Austin Campus Honors Students at Clinical Initiation Ceremony

Austin Campus Honors Students at Clinical Initiation Ceremony

A group shot of students from the Clinical Initiation Ceremony.

A group shot of students from the Clinical Initiation Ceremony. Photo by Brio Photography

Family, friends, and alumni gathered to support members of Egan Austin's second nursing cohort at the campus’s Clinical Initiation Ceremony.

Students in the Marion Peckham Egan School of Nursing and Health Studies marked their entry into clinical practice at the ceremony. The biannual event at Fairfield University’s Austin campus honors nursing students and promotes commitment to patient-centered values.

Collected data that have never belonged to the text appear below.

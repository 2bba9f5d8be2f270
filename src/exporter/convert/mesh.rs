use serde_json::{
  json,
  Map,
  Value,
};

use crate::error::HalaGltfError;
use crate::scene::{
  HalaMesh,
  HalaPrimitive,
};
use super::super::accessor::{
  compute_bounds,
  f32_bytes,
  make_accessor,
  u16_bytes,
  u32_bytes,
  HalaComponentType,
  HalaElementType,
};
use super::super::buffer::HalaBufferTarget;
use super::super::resolver::{
  HalaAccessorRole,
  HalaEntityKind,
};
use super::super::HalaExportState;
use super::apply_extras;

/// Normalize the weights of one vertex so they sum to 1.
/// A vertex with zero total weight is bound as unskinned.
/// param joints: The joint indices of the vertex.
/// param weights: The raw weights of the vertex.
/// return: The (joints, weights) pair to export.
pub fn normalize_vertex_weights(joints: [u16; 4], weights: [f32; 4]) -> ([u16; 4], [f32; 4]) {
  let total: f32 = weights.iter().sum();
  if total <= 0.0 {
    return ([0; 4], [0.0; 4]);
  }
  let mut normalized = weights;
  for w in normalized.iter_mut() {
    *w /= total;
  }
  (joints, normalized)
}

/// Emit the vertex attribute accessors of one primitive in planar layout.
/// param state: The export state.
/// param primitive: The primitive.
/// param stream: The stream name.
/// return: The attribute map.
fn export_planar_attributes(
  state: &mut HalaExportState,
  primitive: &HalaPrimitive,
  stream: &str,
) -> Result<Map<String, Value>, HalaGltfError> {
  let count = primitive.positions.len();
  let mut attributes = Map::new();

  let positions: Vec<f32> = primitive
    .positions
    .iter()
    .flat_map(|p| [p.x, p.y, p.z])
    .collect();
  let index = state.push_payload(
    HalaAccessorRole::Position,
    stream,
    &f32_bytes(&positions),
    HalaBufferTarget::ARRAY_BUFFER,
    HalaComponentType::FLOAT,
    HalaElementType::Vec3,
    count,
    false,
    compute_bounds(&positions, 3),
  )?;
  attributes.insert("POSITION".to_string(), json!(index));

  if primitive.has_normals() {
    let normals: Vec<f32> = primitive
      .normals
      .iter()
      .flat_map(|n| [n.x, n.y, n.z])
      .collect();
    let index = state.push_payload(
      HalaAccessorRole::Normal,
      stream,
      &f32_bytes(&normals),
      HalaBufferTarget::ARRAY_BUFFER,
      HalaComponentType::FLOAT,
      HalaElementType::Vec3,
      count,
      false,
      None,
    )?;
    attributes.insert("NORMAL".to_string(), json!(index));
  }

  for (set, tex_coords) in primitive.tex_coords.iter().enumerate() {
    let uvs: Vec<f32> = tex_coords.iter().flat_map(|uv| [uv.x, uv.y]).collect();
    let index = state.push_payload(
      HalaAccessorRole::TexCoord,
      stream,
      &f32_bytes(&uvs),
      HalaBufferTarget::ARRAY_BUFFER,
      HalaComponentType::FLOAT,
      HalaElementType::Vec2,
      count,
      false,
      None,
    )?;
    attributes.insert(format!("TEXCOORD_{}", set), json!(index));
  }

  if !primitive.colors.is_empty() {
    let colors: Vec<f32> = primitive
      .colors
      .iter()
      .flat_map(|c| [c.x, c.y, c.z, c.w])
      .collect();
    let index = state.push_payload(
      HalaAccessorRole::Color,
      stream,
      &f32_bytes(&colors),
      HalaBufferTarget::ARRAY_BUFFER,
      HalaComponentType::FLOAT,
      HalaElementType::Vec4,
      count,
      false,
      None,
    )?;
    attributes.insert("COLOR_0".to_string(), json!(index));
  }

  Ok(attributes)
}

/// Emit position/normal/texcoord accessors of one primitive sharing a single
/// interleaved, strided buffer view.
/// param state: The export state.
/// param primitive: The primitive.
/// param stream: The stream name.
/// return: The attribute map.
fn export_interleaved_attributes(
  state: &mut HalaExportState,
  primitive: &HalaPrimitive,
  stream: &str,
) -> Result<Map<String, Value>, HalaGltfError> {
  let count = primitive.positions.len();
  let has_normals = primitive.has_normals();
  let uv_sets = primitive.tex_coords.len();
  let stride = 12 + if has_normals { 12 } else { 0 } + uv_sets * 8;

  let mut vertex_data: Vec<f32> = Vec::with_capacity(count * stride / 4);
  for i in 0..count {
    let p = primitive.positions[i];
    vertex_data.extend_from_slice(&[p.x, p.y, p.z]);
    if has_normals {
      let n = primitive.normals[i];
      vertex_data.extend_from_slice(&[n.x, n.y, n.z]);
    }
    for tex_coords in primitive.tex_coords.iter() {
      let uv = tex_coords[i];
      vertex_data.extend_from_slice(&[uv.x, uv.y]);
    }
  }

  let stream_index = state.packer.stream(stream);
  let view = state.packer.append(
    stream_index,
    &f32_bytes(&vertex_data),
    HalaComponentType::FLOAT.alignment(),
    stride,
    HalaBufferTarget::ARRAY_BUFFER,
  );
  let view_index = state.push_view(&view);

  let mut attributes = Map::new();
  let mut byte_offset = 0;

  let positions: Vec<f32> = primitive
    .positions
    .iter()
    .flat_map(|p| [p.x, p.y, p.z])
    .collect();
  let record = make_accessor(
    &view,
    view_index,
    byte_offset,
    HalaComponentType::FLOAT,
    HalaElementType::Vec3,
    count,
    false,
    compute_bounds(&positions, 3),
  )?;
  let index = state.document.accessors.len() as u32;
  state.document.accessors.push(record);
  attributes.insert("POSITION".to_string(), json!(index));
  byte_offset += 12;

  if has_normals {
    let record = make_accessor(
      &view,
      view_index,
      byte_offset,
      HalaComponentType::FLOAT,
      HalaElementType::Vec3,
      count,
      false,
      None,
    )?;
    let index = state.document.accessors.len() as u32;
    state.document.accessors.push(record);
    attributes.insert("NORMAL".to_string(), json!(index));
    byte_offset += 12;
  }

  for set in 0..uv_sets {
    let record = make_accessor(
      &view,
      view_index,
      byte_offset,
      HalaComponentType::FLOAT,
      HalaElementType::Vec2,
      count,
      false,
      None,
    )?;
    let index = state.document.accessors.len() as u32;
    state.document.accessors.push(record);
    attributes.insert(format!("TEXCOORD_{}", set), json!(index));
    byte_offset += 8;
  }

  Ok(attributes)
}

/// Export one primitive.
/// param state: The export state.
/// param mesh_name: The mesh name, for diagnostics and stream naming.
/// param primitive_index: The primitive index within the mesh.
/// param primitive: The primitive.
/// param mesh: The owning mesh, for shape keys.
/// return: The primitive record.
fn export_primitive(
  state: &mut HalaExportState,
  mesh_name: &str,
  primitive_index: usize,
  primitive: &HalaPrimitive,
  mesh: &HalaMesh,
) -> Result<Value, HalaGltfError> {
  let count = primitive.positions.len();
  if count == 0 {
    return Err(HalaGltfError::new(
      &format!("Mesh \"{}\" primitive {} has no vertices.", mesh_name, primitive_index),
      None,
    ));
  }
  if primitive.has_normals() && primitive.normals.len() != count {
    return Err(HalaGltfError::new(
      &format!(
        "Mesh \"{}\" primitive {} has {} normals for {} vertices.",
        mesh_name, primitive_index, primitive.normals.len(), count
      ),
      None,
    ));
  }

  let stream = format!("{}_mesh", mesh_name);
  let mut attributes = if state.settings.meshes_interleave_vertex_data {
    export_interleaved_attributes(state, primitive, &stream)?
  } else {
    export_planar_attributes(state, primitive, &stream)?
  };

  // Skinning attributes stay planar in both layouts.
  if primitive.is_skinned() {
    if primitive.joints.len() != count || primitive.weights.len() != count {
      return Err(HalaGltfError::new(
        &format!(
          "Mesh \"{}\" primitive {} has mismatched skinning data for {} vertices.",
          mesh_name, primitive_index, count
        ),
        None,
      ));
    }

    let mut joints: Vec<u16> = Vec::with_capacity(count * 4);
    let mut weights: Vec<f32> = Vec::with_capacity(count * 4);
    for i in 0..count {
      let (j, w) = normalize_vertex_weights(primitive.joints[i], primitive.weights[i]);
      joints.extend_from_slice(&j);
      weights.extend_from_slice(&w);
    }

    let index = state.push_payload(
      HalaAccessorRole::Joints,
      &stream,
      &u16_bytes(&joints),
      HalaBufferTarget::ARRAY_BUFFER,
      HalaComponentType::UNSIGNED_SHORT,
      HalaElementType::Vec4,
      count,
      false,
      None,
    )?;
    attributes.insert("JOINTS_0".to_string(), json!(index));

    let index = state.push_payload(
      HalaAccessorRole::Weights,
      &stream,
      &f32_bytes(&weights),
      HalaBufferTarget::ARRAY_BUFFER,
      HalaComponentType::FLOAT,
      HalaElementType::Vec4,
      count,
      false,
      None,
    )?;
    attributes.insert("WEIGHTS_0".to_string(), json!(index));
  }

  let mut record = json!({
    "attributes": Value::Object(attributes),
    "mode": 4,
  });

  if !primitive.indices.is_empty() {
    let index = state.push_payload(
      HalaAccessorRole::Index,
      &stream,
      &u32_bytes(&primitive.indices),
      HalaBufferTarget::ELEMENT_ARRAY_BUFFER,
      HalaComponentType::UNSIGNED_INT,
      HalaElementType::Scalar,
      primitive.indices.len(),
      false,
      None,
    )?;
    record["indices"] = json!(index);
  }

  if primitive.material_index != u32::MAX {
    let index = state.require(HalaEntityKind::Material, primitive.material_index, mesh_name)?;
    record["material"] = json!(index);
  }

  // Shape keys become morph targets on every primitive.
  if !mesh.shape_keys.is_empty() {
    let mut targets = Vec::with_capacity(mesh.shape_keys.len());
    for shape_key in mesh.shape_keys.iter() {
      if shape_key.position_deltas.len() != count {
        return Err(HalaGltfError::new(
          &format!(
            "Shape key \"{}\" of mesh \"{}\" has {} deltas for {} vertices.",
            shape_key.name, mesh_name, shape_key.position_deltas.len(), count
          ),
          None,
        ));
      }
      let deltas: Vec<f32> = shape_key
        .position_deltas
        .iter()
        .flat_map(|d| [d.x, d.y, d.z])
        .collect();
      let position_index = state.push_payload(
        HalaAccessorRole::MorphTarget,
        &stream,
        &f32_bytes(&deltas),
        HalaBufferTarget::ARRAY_BUFFER,
        HalaComponentType::FLOAT,
        HalaElementType::Vec3,
        count,
        false,
        compute_bounds(&deltas, 3),
      )?;
      let mut target = json!({ "POSITION": position_index });
      if !shape_key.normal_deltas.is_empty() {
        let normals: Vec<f32> = shape_key
          .normal_deltas
          .iter()
          .flat_map(|d| [d.x, d.y, d.z])
          .collect();
        let normal_index = state.push_payload(
          HalaAccessorRole::MorphTarget,
          &stream,
          &f32_bytes(&normals),
          HalaBufferTarget::ARRAY_BUFFER,
          HalaComponentType::FLOAT,
          HalaElementType::Vec3,
          count,
          false,
          None,
        )?;
        target["NORMAL"] = json!(normal_index);
      }
      targets.push(target);
    }
    record["targets"] = json!(targets);
  }

  Ok(record)
}

/// Export a mesh.
/// param state: The export state.
/// param mesh: The mesh.
/// return: The mesh record.
pub fn export_mesh(state: &mut HalaExportState, mesh: &HalaMesh) -> Result<Value, HalaGltfError> {
  log::debug!("Exporting mesh \"{}\".", mesh.name);

  let mut primitives = Vec::with_capacity(mesh.primitives.len());
  for (index, primitive) in mesh.primitives.iter().enumerate() {
    primitives.push(export_primitive(state, &mesh.name, index, primitive, mesh)?);
  }

  let mut record = json!({
    "name": mesh.name,
    "primitives": primitives,
  });
  if !mesh.shape_key_weights.is_empty() {
    record["weights"] = json!(mesh
      .shape_key_weights
      .iter()
      .map(|w| *w as f64)
      .collect::<Vec<_>>());
  }
  apply_extras(&mut record, &mesh.extras);

  Ok(record)
}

Twenty-two students in the Accelerated Second Degree Nursing program participated in the event.

Dean Meredith Wallace Kazer, PhD, APRN, FAAN, welcomed the Class of 2025. In her opening remarks, she encouraged the future nurses to become leaders in compassionate care, a term she defined by way of examples: “It is gently holding a preterm infant to your heart; it is singing a song while administering painful intervention; it is dropping to your knees to pray alongside a mother who has lost her child; it is the squeeze of wrinkled hand, awakening from sleep.”

Guest speaker and Fairfield alumnus Michael Turturro ’83, DNP, MBA, MHSA, MSM, BSN, RN, AMB-BC, commended students on their decision to enter the nursing profession. “You now represent one of the most honorable and trusted careers,” he said. “As a nurse, you will stand alongside patients in hospitals and outpatient settings — talking with them, answering their questions, and advocating for them when necessary.”

In his keynote address, Dr. Turturro encouraged students to view nursing education as a lifelong pursuit, one that continuously builds on the solid foundation of their Fairfield experience: “Build your confidence, get good at what you do, then keep going to hone your skills through more education and certification in what you do best.”

The most anticipated moment of the evening came when Associate Professor of Practice Robin Cook, PhD, RNC-OB, presented students with their timepieces. “The fob watch is traditionally gifted upon entering the nursing profession,” Dr. Cook explained. “It was adopted in nursing because its characteristic upside-down face allows nurses to keep their hand free while performing assessments.” Students were called forward individually to receive their watches.

The ceremony was an inspirational and meaningful affair. Students affirmed their commitment to the high ideals of Fairfield University, the Egan School, and the nursing profession, by pledging themselves to the welfare of patients and to the values of justice, integrity, and excellence.

After closing remarks, students joined family, friends, and alumni at a post-ceremony reception, where there was an abundance of hugs, handshakes, and smiles.